Layers of blockchain fraud have made it difficult to track fraudulent contracts and link them to associated digital wallets. Since the Ethereum blockchain is decentralized, there is no customer support and it is up to users to police the blockchain and report fake contracts.
“Scammers are creating one-off smart contracts to avoid being reported,” Saltaformaggio said. “Cutting-edge technologies that track crypto fraud focus on one contract at a time. This creates a problem because burner accounts exist, and burner accounts can create multiple burners.
Smart contracts are also irreversible, so there is no refund option and no way to stop automatic payments.

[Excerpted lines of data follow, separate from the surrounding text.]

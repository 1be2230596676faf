// Scene composition root. Owns every visual component, the camera, and the one piece of
// shared mutable state (wheel rotation), and runs them in mount order once per frame.

use serde::Serialize;

use crate::accumulator::RotationAccumulator;
use crate::camera_rig::CameraRig;
use crate::carousel::{CardStrip, OrbitCardState, OrbitCarousel, StripState};
use crate::chapters::{Chapter, ChapterMap};
use crate::clouds::{CloudState, CloudTransition};
use crate::config::EngineConfig;
use crate::content::Project;
use crate::curtains::{CurtainState, PrayerFlagCurtains};
use crate::error::EngineError;
use crate::gate::{PhaseTracker, Section, SectionPhase, VisibilityGate};
use crate::monastery::{Monastery, MonasteryState};
use crate::mountain::{Mountain, MountainState};
use crate::segment::SegmentRange;
use crate::types::{CameraState, FrameContext, FrameInput, ScrollProgress};
use crate::wheel::{PrayerWheel, WheelState};

/// Everything the host writes into the scene graph and DOM for one frame.
#[derive(Debug, Clone, PartialEq, Serialize)]
pub struct FrameOutput {
    pub progress: ScrollProgress,
    pub chapter: Chapter,
    pub curtains: CurtainState,
    pub camera: CameraState,
    pub mountain: MountainState,
    pub clouds: CloudState,
    pub monastery: MonasteryState,
    pub wheel: WheelState,
    pub orbit_cards: Vec<OrbitCardState>,
    pub strip: StripState,
}

/// Phase bookkeeping for the sections worth logging.
struct SectionLog {
    name: &'static str,
    section: Section,
    tracker: PhaseTracker,
}

impl SectionLog {
    fn new(name: &'static str, section: Section) -> Self {
        SectionLog {
            name,
            section,
            tracker: PhaseTracker::default(),
        }
    }

    fn observe(&mut self, progress: f32) {
        let phase = self.section.phase_at(progress);
        if let Some(previous) = self.tracker.observe(phase) {
            log::debug!("{}: {:?} -> {:?} at {:.3}", self.name, previous, phase, progress);
        }
    }
}

pub struct SceneRoot {
    chapters: ChapterMap,
    curtains: PrayerFlagCurtains,
    camera_rig: CameraRig,
    mountain: Mountain,
    clouds: CloudTransition,
    monastery: Monastery,
    wheel: PrayerWheel,
    orbit: OrbitCarousel,
    strip: CardStrip,
    projects: Vec<Project>,
    initial_camera: CameraState,
    camera: CameraState,
    rotation: RotationAccumulator,
    chapter: Option<Chapter>,
    clamping: bool,
    sections: Vec<SectionLog>,
}

impl SceneRoot {
    /// Validate `config` and mount the scene.
    pub fn new(config: EngineConfig) -> Result<Self, EngineError> {
        config.validate()?;

        let EngineConfig {
            chapters,
            curtains,
            camera,
            mountain,
            clouds,
            monastery,
            wheel,
            carousel,
            projects,
            viewport_width,
        } = config;

        let mut cloud_section = Section::new(clouds.gate).with_entrance(clouds.travel);
        if let VisibilityGate::Within { end, .. } = clouds.gate {
            cloud_section = cloud_section.with_exit(SegmentRange::new(clouds.travel.end, end));
        }

        let sections = vec![
            SectionLog::new("clouds", cloud_section),
            SectionLog::new(
                "monastery",
                Section::new(monastery.gate).with_entrance(monastery.entrance),
            ),
            SectionLog::new(
                "carousel",
                Section::new(carousel.strip.gate).with_entrance(carousel.strip.travel),
            ),
        ];

        let count = projects.len();
        let initial_camera = camera.initial_camera();

        log::info!(
            "scene mounted: {} cloud layers, {} projects, {} chapters",
            clouds.layers.len(),
            count,
            chapters.starts().len()
        );

        Ok(SceneRoot {
            chapters,
            curtains: PrayerFlagCurtains::new(curtains),
            camera_rig: CameraRig::new(camera),
            mountain: Mountain::new(mountain),
            clouds: CloudTransition::new(clouds),
            monastery: Monastery::new(monastery),
            wheel: PrayerWheel::new(wheel),
            orbit: OrbitCarousel::new(carousel.orbit, count),
            strip: CardStrip::new(carousel.strip, count, viewport_width),
            projects,
            initial_camera,
            camera: initial_camera,
            rotation: RotationAccumulator::new(),
            chapter: None,
            clamping: false,
            sections,
        })
    }

    /// Run one frame.
    pub fn update(&mut self, input: FrameInput) -> FrameOutput {
        let ctx = FrameContext::from_input(input);
        let p = ctx.p();

        if ctx.clamped != self.clamping {
            if ctx.clamped {
                log::warn!("scroll progress {} outside [0, 1]; clamping", input.scroll_progress);
            } else {
                log::debug!("scroll progress back in range at {:.3}", p);
            }
            self.clamping = ctx.clamped;
        }

        let chapter = self.chapters.chapter_at(p);
        if self.chapter != Some(chapter) {
            log::debug!("chapter {:?} at {:.3}", chapter, p);
            self.chapter = Some(chapter);
        }
        for section in &mut self.sections {
            section.observe(p);
        }

        let curtains = self.curtains.update(&ctx);
        self.camera_rig.update(&ctx, &mut self.camera);
        let mountain = self.mountain.update(&ctx);
        let clouds = self.clouds.update(&ctx);
        let monastery = self.monastery.update(&ctx, &mut self.camera);
        // Wheel writes the rotation, orbit reads it in the same frame.
        let wheel = self.wheel.update(&ctx, &mut self.rotation);
        let orbit_cards = self.orbit.update(&ctx, &self.rotation);
        let strip = self.strip.update(&ctx);

        FrameOutput {
            progress: ctx.progress,
            chapter,
            curtains,
            camera: self.camera,
            mountain,
            clouds,
            monastery,
            wheel,
            orbit_cards,
            strip,
        }
    }

    pub fn resize(&mut self, viewport_width: f32) {
        if viewport_width.is_finite() && viewport_width > 0.0 {
            self.strip.resize(viewport_width);
        } else {
            log::warn!("ignoring resize to viewport width {}", viewport_width);
        }
    }

    /// Back to mount-time state.
    pub fn reset(&mut self) {
        self.camera = self.initial_camera;
        self.rotation.reset();
        self.wheel.reset();
        self.clouds.reset();
        self.strip.reset();
        self.monastery.reset();
        self.chapter = None;
        self.clamping = false;
        for section in &mut self.sections {
            section.tracker.reset();
        }
    }

    pub fn projects(&self) -> &[Project] {
        &self.projects
    }

    pub fn camera(&self) -> CameraState {
        self.camera
    }

    pub fn rotation(&self) -> f32 {
        self.rotation.value()
    }

    /// Whether the last frame's progress had to be clamped.
    pub fn is_clamping(&self) -> bool {
        self.clamping
    }

    pub fn section_phase(&self, name: &str) -> Option<SectionPhase> {
        self.sections
            .iter()
            .find(|s| s.name == name)
            .map(|s| s.tracker.current())
    }
}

The added anonymity of blockchain transactions makes it nearly impossible to recover stolen money.
CyFI Lab reported the fraudulent accounts to the Federal Bureau of Investigation (FBI) and others Etherscana block explorer and analytics platform for Ethereum.
The work done in Cyber Forensic Innovation Laboratory (CyFI). ranges from research in the field of cyber forensics and computer system security to key applications in the control of untrusted/malicious software and the protection of critical IT infrastructures. Photo by Kevin Beasley/College of Computing
“The decentralized nature of Ethereum makes it difficult to hold anyone accountable,” Yao said. “No one has direct control over the product once it is in operation. This makes it attractive to scammers because no one can control them.”
Yao’s next project is to try to identify the owners of the 91 digital wallets responsible for 1.2 million fraudulent contracts and report them to the authorities. Despite the anonymity of blockchain purchases, there is still forensic evidence that can lead to the person or people responsible for the fraud.
CyFI Lab’s new tool combines malicious code analysis with blockchain transactions and can be used by third-party cryptocurrency markets to detect fraud in real time. The researchers made CoCo’s open source software available on Github for blockchain investigators, users and third-party cryptocurrency companies.
More details on these results will be presented at the end of May during the 45th IEEE Symposium on Security and Privacy in San Francisco, California.